His report has provoked a furious response from the Pharmacy Guild, the PSA and wholesalers, who say it does not acknowledge the deep impact price disclosure has had.
The report claims $500 million a year could be saved if the wholesale price of generic and off-patent drugs was based on the best price internationally rather than the current price disclosure model.
It would save an extra $93 million in 2017-18 alone under price disclosure.
More than $445 million per year could be saved by adding 11 more drug groups to the therapeutic group premium policy, Dr Duckett writes in the report titled Cutting a better drug deal.
Price disclosure has “not gone far enough or fast enough” and the government should ”grab the low-hanging fruit,” he writes.

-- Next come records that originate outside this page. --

//! Presence rules.

use crate::context::FieldContext;
use crate::error::RuleConfigError;
use crate::value::Value;

/// Value is not zero: non-empty string or collection, non-zero number, `true`.
///
/// Structs fail only when nil, or when all their fields are zero and
/// [`EngineConfig::zero_struct_fails_required`](crate::EngineConfig::zero_struct_fails_required)
/// is set.
pub(super) fn required(ctx: &FieldContext<'_>) -> Result<bool, RuleConfigError> {
    Ok(match ctx.value() {
        Value::Struct(s) => !ctx.config().zero_struct_fails_required || !s.is_zero(),
        other => !other.is_zero(),
    })
}

/// Value is the zero value of its kind.
pub(super) fn is_default(ctx: &FieldContext<'_>) -> Result<bool, RuleConfigError> {
    Ok(ctx.value().is_zero())
}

He told Pharmacy News, however, that international benchmarking and proposed changes to the therapeutic premiums policy could reduce pharmacists’ income through reduced mark-ups.
He hoped the federal government would use the savings to bring new drugs onto the PBS.
“They could just take it to the bottom line but it may be an easier sell if they used it to bring new, proven effective drugs onto the PBS,” Dr Duckett says.
The report also calls for:
“Carefully relaxed” location rules to increase competition in retail pharmacy. This would lead to pharmacy mergers and reduced costs for pharmacies and lower prices for patients.
An expanded healthcare role for pharmacists to help mitigate the fall in income caused by the proposed reforms. The report suggests pharmacists take over vaccinations, review and adjust medication doses, prescribe repeat medications and work with GPs to manage chronic conditions.
The proposals have been widely condemned by the Pharmacy Guild, the PSA and wholesalers.
A Guild spokesperson says the same report is released every couple of years with updated numbers.
“You can’t have all the benefits of the Australian system but super-impose a cheap price here and there that might come from a system that is no-where near as good.”
Guild executive director David Quilty says the report doesn’t recognise the “deep impact” of price disclosure on community pharmacy.
The government has saved an estimated $20 billion in five years through price disclosure. Australian mark-ups are competitive with those overseas, he says.
Mr Quilty also rejected claims location rules are against public interest, reiterating the Guild’s position that consumers enjoy a high level of access to community pharmacies.
PSA national president Joe Demarte says accelerated price disclosure would threaten the viability of community pharmacy and put downward pressure on wages.
But he welcomed the call for a wider health care role for pharmacists.
National Pharmaceutical Services Association (NPSA) chairman Mark Hooper says the report shows little understanding of the enormous pressure on the pharmaceutical supply chain system.
Less than 10% of PBS medicines are now profitable to distribute and further cuts would “threaten the accessibility of medicines for Australian patients“.